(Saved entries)
Segment Open

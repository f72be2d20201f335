use std::path::PathBuf;
use std::sync::Arc;

use clap::Parser;
use tracing::{info, warn};

use crate::application::{ContactIngestUseCase, PreviewPresenter, SubmissionCoordinator};
use crate::domain::contact_list::{ContactList, ListId};
use crate::domain::error::{AppError, Result};
use crate::domain::upload_session::{UploadSession, UploadStatus};
use crate::infrastructure::api_clients::{ContactListDirectory, RestApiClient};
use crate::infrastructure::cache_signal::BroadcastInvalidator;
use crate::infrastructure::config::{AppConfig, CONFIG_FILE};
use crate::infrastructure::file_source::LocalFileSource;

/// contact-upload: preview and bulk-import a CSV of contacts
#[derive(Debug, Parser)]
#[command(name = "contact-upload")]
#[command(version, about, long_about = None)]
pub struct Cli {
    /// CSV file to import
    pub file: PathBuf,

    /// Contact list to import into
    #[arg(short, long)]
    pub list: Option<ListId>,

    /// Parse and preview only, never upload
    #[arg(long)]
    pub dry_run: bool,

    /// Config file
    #[arg(short, long, default_value = CONFIG_FILE)]
    pub config: PathBuf,
}

pub async fn execute(cli: Cli, config: AppConfig) -> Result<()> {
    let client = Arc::new(RestApiClient::new(config.api.clone())?);

    let lists = match client.list_all().await {
        Ok(lists) => {
            print_lists(&lists);
            Some(lists)
        }
        Err(e) => {
            warn!("Could not load contact lists: {}", e);
            None
        }
    };

    if let (Some(list_id), Some(lists)) = (cli.list, lists.as_ref()) {
        if !lists.iter().any(|l| l.id == list_id) {
            return Err(AppError::NotFound(format!("Contact list {}", list_id)));
        }
    }

    let mut session = UploadSession::new();
    if let Some(list_id) = cli.list {
        session.select_list(list_id)?;
    }

    let source = LocalFileSource::new(config.ingest.allowed_extension.clone());
    ContactIngestUseCase::new()
        .select_file(&mut session, &source, &cli.file)
        .await?;

    let presenter = PreviewPresenter::new(&config.ingest);

    if session.status() == UploadStatus::Error {
        // Every row was rejected; show why before failing
        eprint!("{}", presenter.summarize_issues(session.issues()));
        return Err(AppError::ValidationError(session.errors().join("\n")));
    }

    if let Some(outcome) = session.outcome() {
        println!("{}", presenter.present(outcome));
    }

    if cli.dry_run || cli.list.is_none() {
        println!("Nothing uploaded. Pass --list <id> to import these contacts.");
        return Ok(());
    }

    let coordinator =
        SubmissionCoordinator::new(client, Arc::new(BroadcastInvalidator::default()));
    let receipt = coordinator.submit(&mut session).await?;

    info!(
        "Session {} started at {} finished as {}",
        session.id(),
        session.started_at(),
        session.status()
    );
    println!(
        "{} ({} created, {} updated, {} total)",
        receipt.message, receipt.created, receipt.updated, receipt.total
    );

    Ok(())
}

fn print_lists(lists: &[ContactList]) {
    if lists.is_empty() {
        println!("No contact lists available");
        return;
    }

    println!("Contact lists:");
    for list in lists {
        println!("  {:>6}  {}", list.id.0, list.display_label());
    }
    println!();
}
// ============================================================
// CSV PARSER
// ============================================================
// Segment contact file text into raw rows

use csv::{ReaderBuilder, Terminator, Trim};

use crate::domain::csv::RawRow;
use crate::domain::error::AppError;

const UTF8_BOM: char = '\u{feff}';

/// Naive delimited-text splitter.
///
/// Quotes carry no meaning: a quoted value that contains the delimiter is
/// split like any other, so the row ends up with the wrong column count and
/// is rejected downstream. Accepted rows depend on this exact behavior.
pub struct CsvParser {
    /// Delimiter character (default: comma)
    delimiter: u8,
}

impl Default for CsvParser {
    fn default() -> Self {
        Self { delimiter: b',' }
    }
}

impl CsvParser {
    /// Create a new CSV parser with default settings
    pub fn new() -> Self {
        Self::default()
    }

    /// Split text into non-blank rows, numbered by position among them.
    /// The header is always line 1, whatever blank lines precede it.
    pub fn parse_content(&self, content: &str) -> Result<Vec<RawRow>, AppError> {
        let content = content.strip_prefix(UTF8_BOM).unwrap_or(content);

        // Blank lines are dropped here so the reader sees exactly one record per line
        let mut line_numbers = Vec::new();
        let mut body = String::with_capacity(content.len());
        for line in content.split('\n') {
            if line.trim().is_empty() {
                continue;
            }
            line_numbers.push(line_numbers.len() + 1);
            body.push_str(line);
            body.push('\n');
        }

        let mut reader = ReaderBuilder::new()
            .delimiter(self.delimiter)
            .terminator(Terminator::Any(b'\n'))
            .has_headers(false)
            .quoting(false)
            .flexible(true) // Column counts are checked per row later
            .trim(Trim::All)
            .from_reader(body.as_bytes());

        let mut rows = Vec::with_capacity(line_numbers.len());

        for (line, result) in line_numbers.into_iter().zip(reader.records()) {
            let record = result.map_err(|e| {
                AppError::ParseError(format!("Failed to read CSV line {}: {}", line, e))
            })?;

            rows.push(RawRow::new(line, record.iter().map(str::to_string).collect()));
        }

        Ok(rows)
    }
}
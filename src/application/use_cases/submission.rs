// ============================================================
// SUBMISSION COORDINATOR
// ============================================================
// One bulk-import call per submit, mapped onto session states

use std::sync::Arc;

use tracing::{info, warn};

use crate::domain::bulk_import::BulkImportReceipt;
use crate::domain::error::{AppError, Result};
use crate::domain::upload_session::UploadSession;
use crate::infrastructure::api_clients::ContactImporter;
use crate::infrastructure::cache_signal::{CacheInvalidator, CacheKey};

/// Shown when the importer fails without a message of its own
pub const GENERIC_UPLOAD_ERROR: &str = "Upload failed";

/// Views that depend on imported data
const STALE_AFTER_IMPORT: [CacheKey; 2] = [CacheKey::Contacts, CacheKey::ContactLists];

pub struct SubmissionCoordinator {
    importer: Arc<dyn ContactImporter>,
    invalidator: Arc<dyn CacheInvalidator>,
}

impl SubmissionCoordinator {
    pub fn new(importer: Arc<dyn ContactImporter>, invalidator: Arc<dyn CacheInvalidator>) -> Self {
        Self {
            importer,
            invalidator,
        }
    }

    /// Submit the session's contacts to its selected list.
    ///
    /// Precondition failures come back as `ValidationError` before any call
    /// is made. Import failures move the session to `error` and return the
    /// message shown to the user as `ApiError`.
    pub async fn submit(&self, session: &mut UploadSession) -> Result<BulkImportReceipt> {
        let list_id = session.begin_upload()?;

        info!(
            "Uploading {} contacts to list {}",
            session.contacts().len(),
            list_id
        );

        let result = self.importer.bulk_upload(list_id, session.contacts()).await;

        match result {
            Ok(receipt) => {
                info!(
                    "Import finished: {} created, {} updated",
                    receipt.created, receipt.updated
                );
                session.finish_upload(Ok(receipt.clone()))?;
                self.invalidator.invalidate(&STALE_AFTER_IMPORT);
                Ok(receipt)
            }
            Err(e) => {
                warn!("Import into list {} failed: {}", list_id, e);
                let message = user_message(&e);
                session.finish_upload(Err(message.clone()))?;
                Err(AppError::ApiError(message))
            }
        }
    }
}

/// Server-reported messages are shown as-is; anything else gets the generic text
fn user_message(err: &AppError) -> String {
    match err {
        AppError::ApiError(msg) if !msg.trim().is_empty() => msg.clone(),
        _ => GENERIC_UPLOAD_ERROR.to_string(),
    }
}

Segment Closed

Task: Copy every record verbatim.

Task answer:
repository f72be2d20201f335
use std::path::PathBuf;
use std::sync::Arc;

use clap::Parser;
use tracing::{info, warn};

use crate::application::{ContactIngestUseCase, PreviewPresenter, SubmissionCoordinator};
use crate::domain::contact_list::{ContactList, ListId};
use crate::domain::error::{AppError, Result};
use crate::domain::upload_session::{UploadSession, UploadStatus};
use crate::infrastructure::api_clients::{ContactListDirectory, RestApiClient};
use crate::infrastructure::cache_signal::BroadcastInvalidator;
use crate::infrastructure::config::{AppConfig, CONFIG_FILE};
use crate::infrastructure::file_source::LocalFileSource;

/// contact-upload: preview and bulk-import a CSV of contacts
#[derive(Debug, Parser)]
#[command(name = "contact-upload")]
#[command(version, about, long_about = None)]
pub struct Cli {
    /// CSV file to import
    pub file: PathBuf,

    /// Contact list to import into
    #[arg(short, long)]
    pub list: Option<ListId>,

    /// Parse and preview only, never upload
    #[arg(long)]
    pub dry_run: bool,

    /// Config file
    #[arg(short, long, default_value = CONFIG_FILE)]
    pub config: PathBuf,
}

pub async fn execute(cli: Cli, config: AppConfig) -> Result<()> {
    let client = Arc::new(RestApiClient::new(config.api.clone())?);

    let lists = match client.list_all().await {
        Ok(lists) => {
            print_lists(&lists);
            Some(lists)
        }
        Err(e) => {
            warn!("Could not load contact lists: {}", e);
            None
        }
    };

    if let (Some(list_id), Some(lists)) = (cli.list, lists.as_ref()) {
        if !lists.iter().any(|l| l.id == list_id) {
            return Err(AppError::NotFound(format!("Contact list {}", list_id)));
        }
    }

    let mut session = UploadSession::new();
    if let Some(list_id) = cli.list {
        session.select_list(list_id)?;
    }

    let source = LocalFileSource::new(config.ingest.allowed_extension.clone());
    ContactIngestUseCase::new()
        .select_file(&mut session, &source, &cli.file)
        .await?;

    let presenter = PreviewPresenter::new(&config.ingest);

    if session.status() == UploadStatus::Error {
        // Every row was rejected; show why before failing
        eprint!("{}", presenter.summarize_issues(session.issues()));
        return Err(AppError::ValidationError(session.errors().join("\n")));
    }

    if let Some(outcome) = session.outcome() {
        println!("{}", presenter.present(outcome));
    }

    if cli.dry_run || cli.list.is_none() {
        println!("Nothing uploaded. Pass --list <id> to import these contacts.");
        return Ok(());
    }

    let coordinator =
        SubmissionCoordinator::new(client, Arc::new(BroadcastInvalidator::default()));
    let receipt = coordinator.submit(&mut session).await?;

    info!(
        "Session {} started at {} finished as {}",
        session.id(),
        session.started_at(),
        session.status()
    );
    println!(
        "{} ({} created, {} updated, {} total)",
        receipt.message, receipt.created, receipt.updated, receipt.total
    );

    Ok(())
}

fn print_lists(lists: &[ContactList]) {
    if lists.is_empty() {
        println!("No contact lists available");
        return;
    }

    println!("Contact lists:");
    for list in lists {
        println!("  {:>6}  {}", list.id.0, list.display_label());
    }
    println!();
}
// ============================================================
// CSV PARSER
// ============================================================
// Segment contact file text into raw rows

use csv::{ReaderBuilder, Terminator, Trim};

use crate::domain::csv::RawRow;
use crate::domain::error::AppError;

const UTF8_BOM: char = '\u{feff}';

/// Naive delimited-text splitter.
///
/// Quotes carry no meaning: a quoted value that contains the delimiter is
/// split like any other, so the row ends up with the wrong column count and
/// is rejected downstream. Accepted rows depend on this exact behavior.
pub struct CsvParser {
    /// Delimiter character (default: comma)
    delimiter: u8,
}

impl Default for CsvParser {
    fn default() -> Self {
        Self { delimiter: b',' }
    }
}

impl CsvParser {
    /// Create a new CSV parser with default settings
    pub fn new() -> Self {
        Self::default()
    }

    /// Split text into non-blank rows, numbered by position among them.
    /// The header is always line 1, whatever blank lines precede it.
    pub fn parse_content(&self, content: &str) -> Result<Vec<RawRow>, AppError> {
        let content = content.strip_prefix(UTF8_BOM).unwrap_or(content);

        // Blank lines are dropped here so the reader sees exactly one record per line
        let mut line_numbers = Vec::new();
        let mut body = String::with_capacity(content.len());
        for line in content.split('\n') {
            if line.trim().is_empty() {
                continue;
            }
            line_numbers.push(line_numbers.len() + 1);
            body.push_str(line);
            body.push('\n');
        }

        let mut reader = ReaderBuilder::new()
            .delimiter(self.delimiter)
            .terminator(Terminator::Any(b'\n'))
            .has_headers(false)
            .quoting(false)
            .flexible(true) // Column counts are checked per row later
            .trim(Trim::All)
            .from_reader(body.as_bytes());

        let mut rows = Vec::with_capacity(line_numbers.len());

        for (line, result) in line_numbers.into_iter().zip(reader.records()) {
            let record = result.map_err(|e| {
                AppError::ParseError(format!("Failed to read CSV line {}: {}", line, e))
            })?;

            rows.push(RawRow::new(line, record.iter().map(str::to_string).collect()));
        }

        Ok(rows)
    }
}
filename src/application/use_cases/submission.rs
// ============================================================
// SUBMISSION COORDINATOR
// ============================================================
// One bulk-import call per submit, mapped onto session states

use std::sync::Arc;

use tracing::{info, warn};

use crate::domain::bulk_import::BulkImportReceipt;
use crate::domain::error::{AppError, Result};
use crate::domain::upload_session::UploadSession;
use crate::infrastructure::api_clients::ContactImporter;
use crate::infrastructure::cache_signal::{CacheInvalidator, CacheKey};

/// Shown when the importer fails without a message of its own
pub const GENERIC_UPLOAD_ERROR: &str = "Upload failed";

/// Views that depend on imported data
const STALE_AFTER_IMPORT: [CacheKey; 2] = [CacheKey::Contacts, CacheKey::ContactLists];

pub struct SubmissionCoordinator {
    importer: Arc<dyn ContactImporter>,
    invalidator: Arc<dyn CacheInvalidator>,
}

impl SubmissionCoordinator {
    pub fn new(importer: Arc<dyn ContactImporter>, invalidator: Arc<dyn CacheInvalidator>) -> Self {
        Self {
            importer,
            invalidator,
        }
    }

    /// Submit the session's contacts to its selected list.
    ///
    /// Precondition failures come back as `ValidationError` before any call
    /// is made. Import failures move the session to `error` and return the
    /// message shown to the user as `ApiError`.
    pub async fn submit(&self, session: &mut UploadSession) -> Result<BulkImportReceipt> {
        let list_id = session.begin_upload()?;

        info!(
            "Uploading {} contacts to list {}",
            session.contacts().len(),
            list_id
        );

        let result = self.importer.bulk_upload(list_id, session.contacts()).await;

        match result {
            Ok(receipt) => {
                info!(
                    "Import finished: {} created, {} updated",
                    receipt.created, receipt.updated
                );
                session.finish_upload(Ok(receipt.clone()))?;
                self.invalidator.invalidate(&STALE_AFTER_IMPORT);
                Ok(receipt)
            }
            Err(e) => {
                warn!("Import into list {} failed: {}", list_id, e);
                let message = user_message(&e);
                session.finish_upload(Err(message.clone()))?;
                Err(AppError::ApiError(message))
            }
        }
    }
}

/// Server-reported messages are shown as-is; anything else gets the generic text
fn user_message(err: &AppError) -> String {
    match err {
        AppError::ApiError(msg) if !msg.trim().is_empty() => msg.clone(),
        _ => GENERIC_UPLOAD_ERROR.to_string(),
    }
}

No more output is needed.